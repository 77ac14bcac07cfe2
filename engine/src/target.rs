//! The program a round runs once the fork server hands control back.
//!
//! It walks a fixed list of code addresses through the session, exactly
//! like a guest would hit blocks while executing, and reports how many of
//! them had to be translated locally.

use forksrv::{LookupOrigin, TargetSession, TranslationKey};

/// Exit codes above this are clamped so they survive `WEXITSTATUS`.
const MAX_EXIT_CODE: u64 = 255;

#[derive(Debug, Clone, Default)]
pub struct Workload {
    pub pcs: Vec<u64>,
    pub nodes: Vec<u64>,
    pub cs_base: u64,
    pub flags: u64,
    /// Exit with the number of local translations instead of 0
    pub report_misses: bool,
    /// Dump cache counters as JSON on stderr before exiting
    pub print_stats: bool,
}

/// Result of one pass over the workload.
#[derive(Debug, Clone, Copy, Default, PartialEq, Eq)]
pub struct RunSummary {
    pub hits: u64,
    pub misses: u64,
    pub failures: u64,
}

impl RunSummary {
    pub fn exit_code(&self, report_misses: bool) -> i32 {
        if !report_misses {
            return 0;
        }
        (self.misses + self.failures).min(MAX_EXIT_CODE) as i32
    }
}

impl Workload {
    pub fn run(&self, session: &TargetSession) -> RunSummary {
        let mut summary = RunSummary::default();

        for &pc in &self.pcs {
            let key = TranslationKey::new(pc, self.cs_base, self.flags);
            match session.translate(key) {
                Ok(lookup) if lookup.origin == LookupOrigin::Generated => summary.misses += 1,
                Ok(_) => summary.hits += 1,
                Err(e) => {
                    log::warn!("[Target] {}", e);
                    summary.failures += 1;
                }
            }
        }

        for &pc in &self.nodes {
            session.record_node(pc);
        }

        log::info!(
            "[Target] {} ({}): {} hits, {} misses, {} failures",
            session.role(),
            std::process::id(),
            summary.hits,
            summary.misses,
            summary.failures
        );

        if self.print_stats {
            match serde_json::to_string(&session.store().stats()) {
                Ok(json) => eprintln!("{}", json),
                Err(e) => log::error!("[Target] failed to encode stats: {}", e),
            }
        }

        summary
    }
}
use core::{cell::RefCell, fmt::Debug};
use std::rc::Rc;

use crate::{
    command::FunctionalCommand, run, run_end, run_once, start_end, CommandResult, SubsystemRef,
};

/// A collection of robot parts and other hardware that act together as a
/// whole, owned by at most one command at a time.
///
/// A subsystem is a capability token: it carries no scheduling logic of its
/// own. Exclusive access is arbitrated by the
/// [`Scheduler`](crate::Scheduler), which also calls [`periodic`] once per
/// tick for housekeeping that must happen regardless of which command is
/// running.
///
/// [`periodic`]: Subsystem::periodic
pub trait Subsystem: Debug {
    fn name(&self) -> &str;

    /// Called once per scheduler tick, before any command is stepped.
    fn periodic(&mut self) {}
}

/// Shorthand constructors for commands that require a single subsystem.
pub trait SubsystemRefExt {
    fn run_once(&self, action: impl FnMut() -> CommandResult + 'static) -> FunctionalCommand;
    fn run(&self, action: impl FnMut() -> CommandResult + 'static) -> FunctionalCommand;
    fn start_end(
        &self,
        start: impl FnMut() -> CommandResult + 'static,
        end: impl FnMut() -> CommandResult + 'static,
    ) -> FunctionalCommand;
    fn run_end(
        &self,
        run: impl FnMut() -> CommandResult + 'static,
        end: impl FnMut() -> CommandResult + 'static,
    ) -> FunctionalCommand;
}

impl<T> SubsystemRefExt for Rc<RefCell<T>>
where
    T: Subsystem + 'static,
{
    fn run_once(&self, mut action: impl FnMut() -> CommandResult + 'static) -> FunctionalCommand {
        run_once!({ action() }, SubsystemRef(self.clone()))
    }
    fn run(&self, mut action: impl FnMut() -> CommandResult + 'static) -> FunctionalCommand {
        run!({ action() }, SubsystemRef(self.clone()))
    }
    fn start_end(
        &self,
        mut start: impl FnMut() -> CommandResult + 'static,
        mut end: impl FnMut() -> CommandResult + 'static,
    ) -> FunctionalCommand {
        start_end!({ start() }, { end() }, SubsystemRef(self.clone()))
    }
    fn run_end(
        &self,
        mut run: impl FnMut() -> CommandResult + 'static,
        mut end: impl FnMut() -> CommandResult + 'static,
    ) -> FunctionalCommand {
        run_end!({ run() }, { end() }, SubsystemRef(self.clone()))
    }
}

impl SubsystemRefExt for SubsystemRef {
    fn run_once(&self, mut action: impl FnMut() -> CommandResult + 'static) -> FunctionalCommand {
        run_once!({ action() }, self.clone())
    }
    fn run(&self, mut action: impl FnMut() -> CommandResult + 'static) -> FunctionalCommand {
        run!({ action() }, self.clone())
    }
    fn start_end(
        &self,
        mut start: impl FnMut() -> CommandResult + 'static,
        mut end: impl FnMut() -> CommandResult + 'static,
    ) -> FunctionalCommand {
        start_end!({ start() }, { end() }, self.clone())
    }
    fn run_end(
        &self,
        mut run: impl FnMut() -> CommandResult + 'static,
        mut end: impl FnMut() -> CommandResult + 'static,
    ) -> FunctionalCommand {
        run_end!({ run() }, { end() }, self.clone())
    }
}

────────────────────────────────────────

All lines holding the word "bool" must be found in the listing and copied.

    pub report_misses: bool,
    pub print_stats: bool,
    pub fn exit_code(&self, report_misses: bool) -> i32 {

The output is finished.